Heuristic Development Group
August 10, 1998
Page 7


          (b)  Gregory Zink, Jonathan Seybold, Brian Wasserman (who are
               presently directors of HDG (the "Group A Directors"), Jeffrey
               Rubin and a fifth director, to be determined by Jeffrey Rubin
               (the "Group B Directors"),  shall become the sole Directors of
               HDG.  In the event any of the Group A Directors or Group B
               Directors, as applicable, ceases to serve as a director, the
               remaining directors of that group shall nominate a successor,
               which shall be acceptable to the other group.

     3.   Consummation of the Transaction shall be subject to the following:

          (a)  Execution and delivery on or before September 15, 1998, or such
               other date as is mutually agreed to by the parties hereto, of
               formal documentation of the Transaction, including, without
               limitation, the Merger Agreement containing customary
               representations, warranties, indemnities, covenants and
               agreements, and providing for all other customary certificates,
               documents, instruments, and opinions of counsel, which each of us
               hereby agrees to negotiate in good faith.
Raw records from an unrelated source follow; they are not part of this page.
/// A handle to a gesture
///
/// It can be cloned and all clones refer to the same gesture. Do not call
/// methods on this handle from inside a recognizer callback, that would
/// deadlock; use the provided [`GestureInnerHandle`] there instead.
pub struct Gesture<D: StageHandler> {
    pub(crate) id: GestureId,
    pub(crate) inner: Arc<Mutex<GesturesInternal<D>>>,
}

impl<D: StageHandler> Clone for Gesture<D> {
    #[inline]
    fn clone(&self) -> Self {
        Gesture {
            id: self.id,
            inner: self.inner.clone(),
        }
    }
}

impl<D: StageHandler> fmt::Debug for Gesture<D> {
    fn fmt(&self, f: &mut fmt::Formatter<'_>) -> fmt::Result {
        f.debug_struct("Gesture").field("id", &self.id).finish()
    }
}

impl<D: StageHandler> PartialEq for Gesture<D> {
    #[inline]
    fn eq(&self, other: &Self) -> bool {
        self.id == other.id
    }
}

impl<D: StageHandler> Eq for Gesture<D> {}

impl<D: StageHandler> std::hash::Hash for Gesture<D> {
    #[inline]
    fn hash<H: std::hash::Hasher>(&self, state: &mut H) {
        self.id.hash(state)
    }
}

impl<D: StageHandler> Gesture<D> {
    /// The identity of the gesture
    pub fn id(&self) -> GestureId {
        self.id
    }

    /// The debug name of the gesture, if one was set
    pub fn name(&self) -> Option<String> {
        let inner = self.inner.lock().unwrap();
        inner.entries.get(&self.id).and_then(|e| e.name.clone())
    }

    /// Set a debug name for the gesture, used in diagnostics
    pub fn set_name(&self, name: impl Into<String>) {
        let mut inner = self.inner.lock().unwrap();
        if let Some(entry) = inner.entries.get_mut(&self.id) {
            entry.name = Some(name.into());
        }
    }

    /// The current state of the gesture
    pub fn state(&self) -> GestureState {
        let inner = self.inner.lock().unwrap();
        inner
            .entries
            .get(&self.id)
            .map(|e| e.state)
            .unwrap_or(GestureState::Waiting)
    }

    /// Request a state transition
    ///
    /// Illegal requests are logged and dropped, except that redundant
    /// requests to CANCELLED are always silently accepted.
    pub fn set_state(&self, data: &mut D, state: GestureState) {
        let mut inner = self.inner.lock().unwrap();
        let mut cur: CurrentFrame<'_, D> = None;
        machine::request_state(&mut inner, data, &mut cur, self.id, state);
    }

    /// The points the gesture is using, in the order they were added
    pub fn points(&self) -> Vec<GesturePoint> {
        let inner = self.inner.lock().unwrap();
        inner
            .entries
            .get(&self.id)
            .map(|e| e.public_points.clone())
            .unwrap_or_default()
    }

    /// Attach the gesture to an actor
    ///
    /// A gesture is attached to exactly one actor at a time; attaching
    /// while points are live cancels them first.
    pub fn attach(&self, data: &mut D, actor: D::Actor) {
        let mut inner = self.inner.lock().unwrap();
        machine::set_actor(&mut inner, data, self.id, Some(actor));
    }

    /// Detach the gesture from its actor, cancelling live points
    pub fn detach(&self, data: &mut D) {
        let mut inner = self.inner.lock().unwrap();
        machine::set_actor(&mut inner, data, self.id, None);
    }

    /// The actor the gesture is attached to
    pub fn actor(&self) -> Option<D::Actor> {
        let inner = self.inner.lock().unwrap();
        inner.entries.get(&self.id).and_then(|e| e.actor.clone())
    }

    /// Restrict the device types that may add points to the gesture
    pub fn set_allowed_device_types(&self, types: DeviceTypes) -> Result<(), GestureError> {
        if types.is_empty() {
            warn!(gesture = ?self.id, "rejecting empty device-type mask");
            return Err(GestureError::NoDeviceTypes);
        }
        let mut inner = self.inner.lock().unwrap();
        if let Some(entry) = inner.entries.get_mut(&self.id) {
            entry.allowed_device_types = types;
        }
        Ok(())
    }

    /// The device types that may add points to the gesture
    pub fn allowed_device_types(&self) -> DeviceTypes {
        let inner = self.inner.lock().unwrap();
        inner
            .entries
            .get(&self.id)
            .map(|e| e.allowed_device_types)
            .unwrap_or(DeviceTypes::GESTURE_DEFAULT)
    }

    /// Make sure this gesture does not cancel `other` when it moves to
    /// RECOGNIZING
    ///
    /// To let two gestures recognize simultaneously on the same points,
    /// call this twice with the roles swapped.
    pub fn can_not_cancel(&self, other: &Gesture<D>) {
        let mut inner = self.inner.lock().unwrap();
        if let Some(entry) = inner.entries.get_mut(&self.id) {
            entry.can_not_cancel.insert(other.id);
        }
    }

    /// Allow this gesture to start while `other` is already recognizing
    /// on a different set of points
    pub fn recognize_independently_from(&self, other: &Gesture<D>) {
        let mut inner = self.inner.lock().unwrap();
        if let Some(entry) = inner.entries.get_mut(&self.id) {
            entry.recognize_independently_from.insert(other.id);
        }
    }

    /// Hold this gesture in RECOGNIZE_PENDING until `other` has been
    /// cancelled
    ///
    /// Should `other` recognize instead, this gesture is cancelled.
    pub fn require_failure_of(&self, other: &Gesture<D>) {
        let mut inner = self.inner.lock().unwrap();
        if let Some(entry) = inner.entries.get_mut(&self.id) {
            entry.require_failure_of.insert(other.id);
        }
    }

    /// Invalidate every pairing decision negotiated for this gesture, so
    /// the next shared point renegotiates from scratch
    pub fn relationships_changed(&self) {
        let mut inner = self.inner.lock().unwrap();
        machine::relationships_changed(&mut inner, self.id);
    }

    /// Connect a veto handler consulted before the gesture may move to
    /// POSSIBLE or RECOGNIZING; any handler returning `false` refuses
    /// the transition
    pub fn connect_may_recognize(&self, handler: impl FnMut(&mut D) -> bool + Send + 'static) {
        let mut inner = self.inner.lock().unwrap();
        if let Some(entry) = inner.entries.get_mut(&self.id) {
            entry.may_recognize.push(Box::new(handler));
        }
    }

    /// Cancel the gesture's points on `device` matching `sequences` (all
    /// of the device's points if `sequences` is empty)
    ///
    /// One `points_cancelled` batch is emitted for the affected points
    /// before they are unregistered.
    pub fn cancel_sequences(&self, data: &mut D, device: DeviceId, sequences: &[Sequence]) {
        let mut inner = self.inner.lock().unwrap();
        machine::cancel_sequences(&mut inner, data, self.id, device, sequences);
    }

    /// Cancel all of the gesture's points at once
    pub fn cancel_all_points(&self, data: &mut D) {
        let mut inner = self.inner.lock().unwrap();
        machine::cancel_all_points(&mut inner, data, self.id);
    }

    /// Run `f` against the concrete recognizer of this gesture
    ///
    /// Returns `None` if the recognizer is of a different type.
    pub fn with_recognizer<R: GestureRecognizer<D>, T>(&self, f: impl FnOnce(&mut R) -> T) -> Option<T> {
        let mut inner = self.inner.lock().unwrap();
        let slot = match inner.entries.get_mut(&self.id) {
            Some(entry) => std::mem::replace(&mut entry.recognizer, RecognizerSlot::Borrowed),
            None => return None,
        };
        let mut boxed = match slot {
            RecognizerSlot::Present(boxed) => boxed,
            RecognizerSlot::Borrowed => return None,
        };
        let result = boxed.downcast_mut::<R>().map(f);
        if let Some(entry) = inner.entries.get_mut(&self.id) {
            entry.recognizer = RecognizerSlot::Present(boxed);
        }
        result
    }
}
          (b)  Maintaining the continued listing of the HDG Common Stock on the
               Nasdaq SmallCap through closing of the Transaction and a
               reasonable expectation that it will continue to be listed
               thereafter.

          (c)  Obtaining all necessary governmental and regulatory approvals,
               including the declaring effective of the Registration
               Statement/Proxy with respect to the Transaction by the Securities
               and Exchange Commission.

          (d)  Obtaining the approval of the Transaction by the stockholders of
               HDG and Autoskill.

          (e)  Satisfaction by Autoskill, and its respective representatives, of
               all financial and business due diligence.

          (f)  The fulfillment of such other conditions to closing as are
               customary for transactions of this nature.
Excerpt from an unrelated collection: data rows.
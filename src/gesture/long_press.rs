//! Long-press gesture recognizer
//!
//! Arms a one-shot timer on the first press; the timer firing moves the
//! gesture to RECOGNIZING, the following release completes it. A release
//! before the timer fired, or movement beyond the cancel threshold,
//! cancels.

use std::time::Duration;

use crate::event::{EventKind, ModifiersState};
use crate::stage::StageHandler;
use crate::timer::TimerToken;

use super::{GestureInnerHandle, GesturePoint, GestureRecognizer, GestureState};

/// Recognizer for press-and-hold gestures
pub struct LongPressGesture<D: StageHandler> {
    cancel_threshold: Option<i32>,

    /// `None` uses the long-press duration of the settings store
    long_press_duration: Option<u32>,
    long_press_timer: Option<TimerToken>,

    press_button: u32,
    modifier_state: ModifiersState,

    on_begin: Option<Box<dyn FnMut(&mut D) + Send>>,
    on_end: Option<Box<dyn FnMut(&mut D) + Send>>,
    on_cancel: Option<Box<dyn FnMut(&mut D) + Send>>,
}

impl<D: StageHandler> std::fmt::Debug for LongPressGesture<D> {
    fn fmt(&self, f: &mut std::fmt::Formatter<'_>) -> std::fmt::Result {
        f.debug_struct("LongPressGesture")
            .field("long_press_duration", &self.long_press_duration)
            .field("timer_armed", &self.long_press_timer.is_some())
            .finish_non_exhaustive()
    }
}

impl<D: StageHandler> Default for LongPressGesture<D> {
    fn default() -> Self {
        Self::new()
    }
}

impl<D: StageHandler> LongPressGesture<D> {
    /// Create a long-press recognizer using the settings-store duration
    pub fn new() -> LongPressGesture<D> {
        LongPressGesture {
            cancel_threshold: None,
            long_press_duration: None,
            long_press_timer: None,
            press_button: 0,
            modifier_state: ModifiersState::empty(),
            on_begin: None,
            on_end: None,
            on_cancel: None,
        }
    }

    /// Minimum duration of a press in milliseconds for it to count as a
    /// long press; zero recognizes on the press itself
    pub fn with_duration(mut self, duration_ms: u32) -> Self {
        self.long_press_duration = Some(duration_ms);
        self
    }

    /// Movement threshold in logical pixels that cancels the gesture,
    /// `-1` to disable the threshold
    pub fn with_cancel_threshold(mut self, threshold: i32) -> Self {
        self.cancel_threshold = Some(threshold);
        self
    }

    /// Callback invoked when the long press began
    pub fn on_begin(mut self, callback: impl FnMut(&mut D) + Send + 'static) -> Self {
        self.on_begin = Some(Box::new(callback));
        self
    }

    /// Callback invoked when the long press ended after being recognized
    pub fn on_end(mut self, callback: impl FnMut(&mut D) + Send + 'static) -> Self {
        self.on_end = Some(Box::new(callback));
        self
    }

    /// Callback invoked when the gesture was cancelled
    pub fn on_cancel(mut self, callback: impl FnMut(&mut D) + Send + 'static) -> Self {
        self.on_cancel = Some(Box::new(callback));
        self
    }

    /// The button that was pressed, the primary button for touch
    pub fn button(&self) -> u32 {
        self.press_button
    }

    /// The modifier state of the press
    pub fn modifiers(&self) -> ModifiersState {
        self.modifier_state
    }

    fn effective_duration(&self, data: &D) -> u32 {
        self.long_press_duration
            .unwrap_or_else(|| data.settings().long_press_duration_ms())
    }

    fn effective_cancel_threshold(&self, data: &D) -> i32 {
        self.cancel_threshold
            .unwrap_or_else(|| data.settings().drag_threshold_px() as i32)
    }

    /// Drop the timer token before cancelling the external timer, so a
    /// fire during teardown cannot observe a stale token
    fn clear_timer(&mut self, data: &mut D) {
        if let Some(timer) = self.long_press_timer.take() {
            data.cancel_timer(timer);
        }
    }
}

impl<D: StageHandler> GestureRecognizer<D> for LongPressGesture<D> {
    fn points_began(
        &mut self,
        data: &mut D,
        gesture: &mut GestureInnerHandle<'_, D>,
        points: &[GesturePoint],
    ) {
        let point = &points[0];

        if gesture.n_points() > 1 {
            gesture.set_state(self, data, GestureState::Cancelled);
            return;
        }

        // Use the primary button as button number for touch events
        self.press_button = if point.latest_event.kind == EventKind::ButtonPress {
            point.latest_event.button
        } else {
            1
        };
        self.modifier_state = point.latest_event.modifiers;

        let duration = self.effective_duration(data);
        if duration == 0 {
            gesture.set_state(self, data, GestureState::Recognizing);
        } else {
            let handle = gesture.gesture();
            self.long_press_timer = Some(data.schedule_once(
                Duration::from_millis(duration as u64),
                Box::new(move |data| {
                    handle.set_state(data, GestureState::Recognizing);
                }),
            ));
        }
    }

    fn points_moved(
        &mut self,
        data: &mut D,
        gesture: &mut GestureInnerHandle<'_, D>,
        points: &[GesturePoint],
    ) {
        let point = &points[0];
        let distance = point.begin.distance(&point.motion);
        let threshold = self.effective_cancel_threshold(data);

        if threshold >= 0 && distance > threshold as f64 {
            gesture.set_state(self, data, GestureState::Cancelled);
        }
    }

    fn points_ended(
        &mut self,
        data: &mut D,
        gesture: &mut GestureInnerHandle<'_, D>,
        _points: &[GesturePoint],
    ) {
        if gesture.state() == GestureState::Recognizing {
            gesture.set_state(self, data, GestureState::Completed);
        } else {
            gesture.set_state(self, data, GestureState::Cancelled);
        }
    }

    fn points_cancelled(
        &mut self,
        data: &mut D,
        gesture: &mut GestureInnerHandle<'_, D>,
        _points: &[GesturePoint],
    ) {
        gesture.set_state(self, data, GestureState::Cancelled);
    }

    fn state_changed(
        &mut self,
        data: &mut D,
        _gesture: &mut GestureInnerHandle<'_, D>,
        _old_state: GestureState,
        new_state: GestureState,
    ) {
        match new_state {
            GestureState::Recognizing => {
                if let Some(callback) = self.on_begin.as_mut() {
                    callback(data);
                }
            }
            GestureState::Completed => {
                if let Some(callback) = self.on_end.as_mut() {
                    callback(data);
                }
            }
            GestureState::Cancelled => {
                if let Some(callback) = self.on_cancel.as_mut() {
                    callback(data);
                }
            }
            _ => {}
        }

        if matches!(new_state, GestureState::Completed | GestureState::Cancelled) {
            self.clear_timer(data);
            self.press_button = 0;
            self.modifier_state = ModifiersState::empty();
        }
    }
}

#[cfg(test)]
mod tests {
    use std::sync::atomic::{AtomicUsize, Ordering};
    use std::sync::Arc;

    use super::*;
    use crate::gesture::{Gesture, GestureState};
    use crate::test_support::*;

    struct Notifications {
        begin: AtomicUsize,
        end: AtomicUsize,
        cancel: AtomicUsize,
    }

    fn long_press_setup(
        duration: u32,
    ) -> (
        TestStage,
        TestActor,
        Gesture<TestStage>,
        Arc<Notifications>,
    ) {
        let mut stage = TestStage::new();
        let actor = TestActor::root("surface");
        let notifications = Arc::new(Notifications {
            begin: AtomicUsize::new(0),
            end: AtomicUsize::new(0),
            cancel: AtomicUsize::new(0),
        });
        let (begin, end, cancel) = (
            notifications.clone(),
            notifications.clone(),
            notifications.clone(),
        );
        let recognizer = LongPressGesture::new()
            .with_duration(duration)
            .with_cancel_threshold(10)
            .on_begin(move |_| {
                begin.begin.fetch_add(1, Ordering::SeqCst);
            })
            .on_end(move |_| {
                end.end.fetch_add(1, Ordering::SeqCst);
            })
            .on_cancel(move |_| {
                cancel.cancel.fetch_add(1, Ordering::SeqCst);
            });
        let gesture = stage.gestures.add_gesture(recognizer);
        gesture.attach(&mut stage, actor.clone());
        (stage, actor, gesture, notifications)
    }

    #[test]
    fn timer_firing_begins_and_release_ends() {
        let (mut stage, actor, gesture, notifications) = long_press_setup(500);
        let device = pointer();

        stage.dispatch(&[actor.clone()], &press(device, 5.0, 5.0, 0));
        assert_eq!(stage.pending_timers(), 1);
        assert_eq!(notifications.begin.load(Ordering::SeqCst), 0);

        assert!(stage.fire_next_timer());
        assert_eq!(gesture.state(), GestureState::Recognizing);
        assert_eq!(notifications.begin.load(Ordering::SeqCst), 1);

        stage.dispatch(&[actor], &release(device, 5.0, 5.0, 600));
        assert_eq!(notifications.end.load(Ordering::SeqCst), 1);
        assert_eq!(gesture.state(), GestureState::Waiting);
    }

    #[test]
    fn release_before_the_timer_cancels() {
        let (mut stage, actor, gesture, notifications) = long_press_setup(500);
        let device = pointer();

        stage.dispatch(&[actor.clone()], &press(device, 5.0, 5.0, 0));
        stage.dispatch(&[actor], &release(device, 5.0, 5.0, 100));

        assert_eq!(notifications.begin.load(Ordering::SeqCst), 0);
        assert_eq!(notifications.cancel.load(Ordering::SeqCst), 1);
        assert_eq!(stage.pending_timers(), 0);
        assert_eq!(gesture.state(), GestureState::Waiting);
    }

    #[test]
    fn movement_cancels_and_clears_the_timer() {
        let (mut stage, actor, gesture, notifications) = long_press_setup(500);
        let device = pointer();

        stage.dispatch(&[actor.clone()], &press(device, 5.0, 5.0, 0));
        stage.dispatch(&[actor.clone()], &motion(device, 5.0, 30.0, 100));

        assert_eq!(gesture.state(), GestureState::Cancelled);
        assert_eq!(notifications.cancel.load(Ordering::SeqCst), 1);
        assert_eq!(stage.pending_timers(), 0);

        stage.dispatch(&[actor], &release(device, 5.0, 30.0, 200));
        assert_eq!(gesture.state(), GestureState::Waiting);
    }

    #[test]
    fn zero_duration_recognizes_immediately() {
        let (mut stage, actor, gesture, notifications) = long_press_setup(0);
        let device = touchscreen();

        stage.dispatch(&[actor.clone()], &touch_begin(device, 0, 5.0, 5.0, 0));
        assert_eq!(gesture.state(), GestureState::Recognizing);
        assert_eq!(notifications.begin.load(Ordering::SeqCst), 1);
        assert_eq!(stage.pending_timers(), 0);

        stage.dispatch(&[actor], &touch_end(device, 0, 5.0, 5.0, 100));
        assert_eq!(notifications.end.load(Ordering::SeqCst), 1);
    }

    #[test]
    fn second_point_cancels() {
        let (mut stage, actor, gesture, notifications) = long_press_setup(500);
        let device = touchscreen();

        stage.dispatch(&[actor.clone()], &touch_begin(device, 0, 5.0, 5.0, 0));
        stage.dispatch(&[actor], &touch_begin(device, 1, 15.0, 5.0, 50));

        assert_eq!(gesture.state(), GestureState::Cancelled);
        assert_eq!(notifications.cancel.load(Ordering::SeqCst), 1);
        assert_eq!(stage.pending_timers(), 0);
    }

    #[test]
    fn settings_duration_is_used_when_unset() {
        let mut stage = TestStage::new();
        stage.settings.long_press_duration = 250;
        let actor = TestActor::root("surface");
        let gesture = stage.gestures.add_gesture(LongPressGesture::new());
        gesture.attach(&mut stage, actor.clone());

        stage.dispatch(&[actor], &press(pointer(), 5.0, 5.0, 0));
        assert_eq!(stage.timers.len(), 1);
        assert_eq!(stage.timers[0].delay, std::time::Duration::from_millis(250));
    }
}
          (g)  The parties shall use their best efforts to have a proxy
               statement filed on or before October 15, 1998 with the closing of
               the Transaction on or before December 30, 1998.

<PAGE>

Heuristic Development Group
August 10, 1998
Page 8


          (h)  Obtaining of a fairness opinion for HDG with respect to the
               Transaction.

          (i)  Satisfaction by HDG of legal due diligence.

     4.   Following your signature hereon, the parties will cause their
respective officers, employees, attorneys, agents, investment bankers,
actuaries, accountants and other representatives working on the Transaction to
cooperate with each other with respect to the Transaction until the Transaction
is consummated or negotiations with respect thereto are terminated.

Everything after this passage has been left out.